We saw presentations discussing social media and cloud computing accessibility, and a presentation from Andrew Arch on the beautifully meta subject of a standard for standards writers, describing what they should consider to incorporate accessibility in their standards. Yes, my brain exploded.

Mark Rogers of PowerMapper gave a demonstration of screen readers, and shared their fantastic screen reader comparison resource. See which screen reader supports which web technology (eg ARIA, CSS, HTML5 etc) in which browser, what caniuse.com is to HTML5, the PowerMapper Screen Reader compatibility matrix is to screen readers.

I was privileged to present the E-standards Accessible HTML5 Media Player, developed by Sean Norrey at Kangan Institute. I spoke about a little of its history and gradual enhancement which culminated in it winning the Deafness Forum of Australia’s 2014 Online Captioning & Digital Innovation Award. Of course, technology was waiting to bite me (despite my extensive sacrifices to the demo gods), and the projector’s screen resolution interfered with my demonstration.

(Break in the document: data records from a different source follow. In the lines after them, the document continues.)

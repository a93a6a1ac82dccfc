//! SQLite adapter over `rusqlite`.
//!
//! SQLite understands `@name` parameters natively, so command text is passed
//! through unchanged. The connection string is a file path, `:memory:`, or an
//! ADO-style `Data Source=...;` pair.

use crate::command::{Command, CommandKind};
use crate::driver::{Connection, ConnectionState, Driver, Row};
use crate::error::DriverError;
use crate::value::Value;
use async_trait::async_trait;
use rusqlite::types::{ToSql, ToSqlOutput, Value as SqlValue, ValueRef};
use std::sync::Arc;

#[derive(Debug, Clone, Copy, Default)]
pub struct SqliteDriver;

impl SqliteDriver {
    pub fn new() -> Self {
        Self
    }
}

#[async_trait]
impl Driver for SqliteDriver {
    fn provider(&self) -> &str {
        "sqlite"
    }

    async fn connect(&self, connection_string: &str) -> Result<Box<dyn Connection>, DriverError> {
        let path = data_source(connection_string)
            .ok_or_else(|| format!("no data source in '{connection_string}'"))?;
        Ok(Box::new(SqliteConnection::new(path)))
    }
}

pub struct SqliteConnection {
    path: String,
    conn: Option<rusqlite::Connection>,
}

impl SqliteConnection {
    pub fn new(path: impl Into<String>) -> Self {
        Self {
            path: path.into(),
            conn: None,
        }
    }

    fn handle(&self) -> Result<&rusqlite::Connection, DriverError> {
        self.conn
            .as_ref()
            .ok_or_else(|| "sqlite connection is not open".into())
    }
}

#[async_trait]
impl Connection for SqliteConnection {
    async fn open(&mut self) -> Result<(), DriverError> {
        if self.conn.is_none() {
            self.conn = Some(rusqlite::Connection::open(&self.path)?);
        }
        Ok(())
    }

    async fn close(&mut self) -> Result<(), DriverError> {
        if let Some(conn) = self.conn.take() {
            conn.close().map_err(|(_, e)| e)?;
        }
        Ok(())
    }

    fn state(&self) -> ConnectionState {
        if self.conn.is_some() {
            ConnectionState::Open
        } else {
            ConnectionState::Closed
        }
    }

    fn create_command(&self, command: &Command) -> Result<(), DriverError> {
        if command.kind() == CommandKind::StoredProcedure {
            return Err("sqlite does not support stored procedures".into());
        }
        Ok(())
    }

    async fn query(&mut self, command: &Command) -> Result<Vec<Row>, DriverError> {
        let conn = self.handle()?;
        let mut stmt = conn.prepare(command.text())?;
        let columns: Arc<[String]> = stmt.column_names().into_iter().map(String::from).collect();
        let params = named_params(command);

        let mut rows = stmt.query(params.as_slice())?;
        let mut out = Vec::new();
        while let Some(row) = rows.next()? {
            let mut values = Vec::with_capacity(columns.len());
            for i in 0..columns.len() {
                values.push(from_sql(row.get_ref(i)?));
            }
            out.push(Row::new(Arc::clone(&columns), values));
        }
        Ok(out)
    }

    async fn execute(&mut self, command: &Command) -> Result<u64, DriverError> {
        let conn = self.handle()?;
        let mut stmt = conn.prepare(command.text())?;
        let params = named_params(command);
        let affected = stmt.execute(params.as_slice())?;
        Ok(affected as u64)
    }
}

fn named_params(command: &Command) -> Vec<(&str, &dyn ToSql)> {
    command
        .parameters()
        .iter()
        .map(|p| (p.name.as_str(), &p.value as &dyn ToSql))
        .collect()
}

fn data_source(connection_string: &str) -> Option<String> {
    let trimmed = connection_string.trim();
    if !trimmed.contains('=') {
        return (!trimmed.is_empty()).then(|| trimmed.to_string());
    }
    trimmed
        .split(';')
        .filter_map(|pair| pair.split_once('='))
        .find(|(key, _)| {
            let key = key.trim();
            key.eq_ignore_ascii_case("data source") || key.eq_ignore_ascii_case("filename")
        })
        .map(|(_, value)| value.trim().to_string())
        .filter(|v| !v.is_empty())
}

impl ToSql for Value {
    fn to_sql(&self) -> rusqlite::Result<ToSqlOutput<'_>> {
        Ok(match self {
            Value::Null => ToSqlOutput::Owned(SqlValue::Null),
            Value::Bool(b) => ToSqlOutput::Owned(SqlValue::Integer(i64::from(*b))),
            Value::I16(n) => ToSqlOutput::Owned(SqlValue::Integer(i64::from(*n))),
            Value::I32(n) => ToSqlOutput::Owned(SqlValue::Integer(i64::from(*n))),
            Value::I64(n) => ToSqlOutput::Owned(SqlValue::Integer(*n)),
            Value::F32(f) => ToSqlOutput::Owned(SqlValue::Real(f64::from(*f))),
            Value::F64(f) => ToSqlOutput::Owned(SqlValue::Real(*f)),
            Value::Text(s) => ToSqlOutput::Borrowed(ValueRef::Text(s.as_bytes())),
            Value::Bytes(b) => ToSqlOutput::Borrowed(ValueRef::Blob(b)),
            Value::Date(d) => ToSqlOutput::Owned(SqlValue::Text(d.format("%Y-%m-%d").to_string())),
            Value::DateTime(dt) => ToSqlOutput::Owned(SqlValue::Text(
                dt.format("%Y-%m-%d %H:%M:%S%.f").to_string(),
            )),
            Value::DateTimeUtc(dt) => ToSqlOutput::Owned(SqlValue::Text(dt.to_rfc3339())),
            Value::Uuid(u) => ToSqlOutput::Owned(SqlValue::Text(u.hyphenated().to_string())),
        })
    }
}

fn from_sql(value: ValueRef<'_>) -> Value {
    match value {
        ValueRef::Null => Value::Null,
        ValueRef::Integer(n) => Value::I64(n),
        ValueRef::Real(f) => Value::F64(f),
        ValueRef::Text(bytes) => Value::Text(String::from_utf8_lossy(bytes).into_owned()),
        ValueRef::Blob(bytes) => Value::Bytes(bytes.to_vec()),
    }
}

#[cfg(test)]
mod tests {
    use super::*;

    #[test]
    fn data_source_forms() {
        assert_eq!(data_source(":memory:").as_deref(), Some(":memory:"));
        assert_eq!(data_source("app.db").as_deref(), Some("app.db"));
        assert_eq!(
            data_source("Data Source=/tmp/app.db;Cache=Shared").as_deref(),
            Some("/tmp/app.db")
        );
        assert_eq!(data_source("Cache=Shared"), None);
        assert_eq!(data_source("  "), None);
    }

    #[tokio::test]
    async fn round_trip_in_memory() {
        let mut conn = SqliteConnection::new(":memory:");
        assert_eq!(conn.state(), ConnectionState::Closed);
        conn.open().await.unwrap();
        assert_eq!(conn.state(), ConnectionState::Open);

        let create = Command::new("create table t (id integer primary key, name text, score real)").unwrap();
        conn.execute(&create).await.unwrap();

        let insert = Command::new("insert into t (name, score) values (@name, @score)")
            .unwrap()
            .bind("@name", "alpha")
            .bind("@score", 1.5);
        assert_eq!(conn.execute(&insert).await.unwrap(), 1);

        let rows = conn
            .query(&Command::new("select id, name, score from t where name = @name").unwrap().bind("@name", "alpha"))
            .await
            .unwrap();
        assert_eq!(rows.len(), 1);
        assert_eq!(rows[0].get("name"), Some(&Value::Text("alpha".into())));
        assert_eq!(rows[0].get("score"), Some(&Value::F64(1.5)));

        let count = conn.scalar(&Command::new("select count(*) from t").unwrap()).await.unwrap();
        assert_eq!(count, Value::I64(1));

        conn.close().await.unwrap();
        assert_eq!(conn.state(), ConnectionState::Closed);
    }

    #[tokio::test]
    async fn stored_procedures_are_rejected() {
        let conn = SqliteConnection::new(":memory:");
        let cmd = Command::with_kind("sp_do", CommandKind::StoredProcedure).unwrap();
        assert!(conn.create_command(&cmd).is_err());
    }

    #[tokio::test]
    async fn query_before_open_fails() {
        let mut conn = SqliteConnection::new(":memory:");
        assert!(conn.query(&Command::new("select 1").unwrap()).await.is_err());
    }
}
//! Basic usage example for easydb
//!
//! Run with: cargo run --example basic -p easydb
//!
//! Uses an in-memory SQLite database with the `Manual` connection strategy so
//! the schema survives between statements. Set `RUST_LOG=easydb=debug` to see
//! the rendered SQL.

use easydb::prelude::*;
use easydb::SqlServerDialect;

#[derive(Debug, Default, Model)]
#[easydb(table = "posts")]
struct Post {
    #[easydb(key, generated)]
    id: i64,
    title: String,
    #[easydb(column = "body")]
    content: Option<String>,
    views: i32,
}

#[tokio::main]
async fn main() -> Result<(), DbError> {
    tracing_subscriber::fmt()
        .with_env_filter(tracing_subscriber::EnvFilter::from_default_env())
        .init();

    let config = DbConfig::new("sqlite", ":memory:").strategy(ConnectionStrategy::Manual);
    let db = Db::new(config, Arc::new(SqliteDriver))?;
    db.open().await?;

    db.non_query(&Command::new(
        "create table posts (
            id integer primary key autoincrement,
            title text not null,
            body text,
            views integer not null default 0
        )",
    )?)
    .await?;

    // ============================================
    // Insert models
    // ============================================
    println!("=== Insert ===");

    for (title, views) in [("Hello easydb", 12), ("Dialects", 140), ("Mappings", 87)] {
        let post = Post {
            title: title.to_string(),
            content: Some(format!("All about {title}")),
            views,
            ..Default::default()
        };
        let id = db.insert_model_returning_id(&post).await?;
        println!("inserted {title:?} as {id:?}");
    }

    // ============================================
    // Query with conditions
    // ============================================
    println!("\n=== Select ===");

    let popular = db
        .select::<Post>()?
        .filter(Check::gt("views", 50)?.and(Check::is_not_null("body")?))
        .order_by("views desc")
        .limit(10);
    println!("sql: {}", popular.to_sql(db.dialect())?);
    for post in popular.fetch_all::<Post>(&db).await? {
        println!("  #{} {} ({} views)", post.id, post.title, post.views);
    }

    // The same statement rendered for another provider.
    println!("sqlserver: {}", popular.to_sql(&SqlServerDialect)?);

    // ============================================
    // Update and delete
    // ============================================
    println!("\n=== Update / Delete ===");

    let updated = db
        .update("posts")?
        .set("views", 0)
        .filter(Check::lt("views", 50)?)
        .execute(&db)
        .await?;
    println!("reset {updated} post(s)");

    if let Some(mut post) = db.find_one::<Post>(Check::op("title", "Dialects")?).await? {
        post.title = "Dialects, revised".to_string();
        db.update_model_checked(&post).await?;
        println!("renamed post #{}", post.id);
        db.delete_model(&post).await?;
    }

    let remaining = db.scalar(&Command::new("select count(*) from posts")?).await?;
    println!("remaining: {remaining:?}");

    // ============================================
    // Error channel
    // ============================================
    println!("\n=== Error channel ===");

    db.errors().subscribe(|event: &ErrorEvent| {
        println!("  [{}] {}", event.phase, event.error);
    });
    let rows = db.query_rows(&Command::new("select * from missing_table")?).await?;
    println!("absorbed failure, got {} rows", rows.len());

    db.close().await?;
    Ok(())
}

This was followed by a session on accessible documents including Leona Zumbo introducing Vision Australia’s Document Accessibility Toolbar for MS Word, and Rosemary Spark and Rebecca Stringer Krein talking about training in MS Word accessibility.

Miran Choi, visiting from Korea, presented her work in accessibility requirements for language learning using text-to-speech technologies, and was followed Leona Zumbo introducing the study of the PDF format undertaken by Vision Australia for AGIMO. Mark Rogers also spoke about the WCAG Sufficient Techniques.

An interesting session on natural search user interfaces was presented by Ying-Hsang Liu from Charles Sturt University’s usability lab: “User-centred design and evaluation of information retrieval systems”, including trials of an alternative pointing device (literally – a glove). They used FaceLab’s EyeTracker to identify where people look for information: top left wins again.

Scott Hollier, Gian Wild and Dan Craddock discussed ongoing problems with PDF use. Dan shared stats on PDF use from the Consumer Affairs Victoria site which showed 0.18% of publication views were PDF downloads vs 99.82% page views. When the argument “but what about the aged?” was raised, retirement village stats did show a difference at 0.82% PDF downloads vs 99.18% page views. Andrew Downie gave his perspective on the Alternative Text conundrum – a picture tells a thousand words (but not to screen reader users, those with limited vision, a cognitive disability or a slow connection). Alt text is essential – afford it the same importance as the image.

The elephant in the room—cognitive disability—was the subject of the next session. There are two million Australians who identify as having a cognitive disability, which by the way does NOT equal an intellectual impairment. There is assistive technology for those with cognitive disabilities, but problems arise when trying to explain how it can be used.

The last session was by Gian Wild who described which accessibility-focused activities to perform at which stages of a website development, with a reminder to include periodic reviews after launch. Gian was followed by Justin Brown of Edith Cowan University, who spoke about the accessibility attributes of content management system authoring environments.

The conference finished up with the OZeWAI Annual General Meeting, discussing the possibility of holding next year’s meeting in Canberra and electing the office bearers for 2015. Presentations are expected to be shared on the OZeWAI website soon.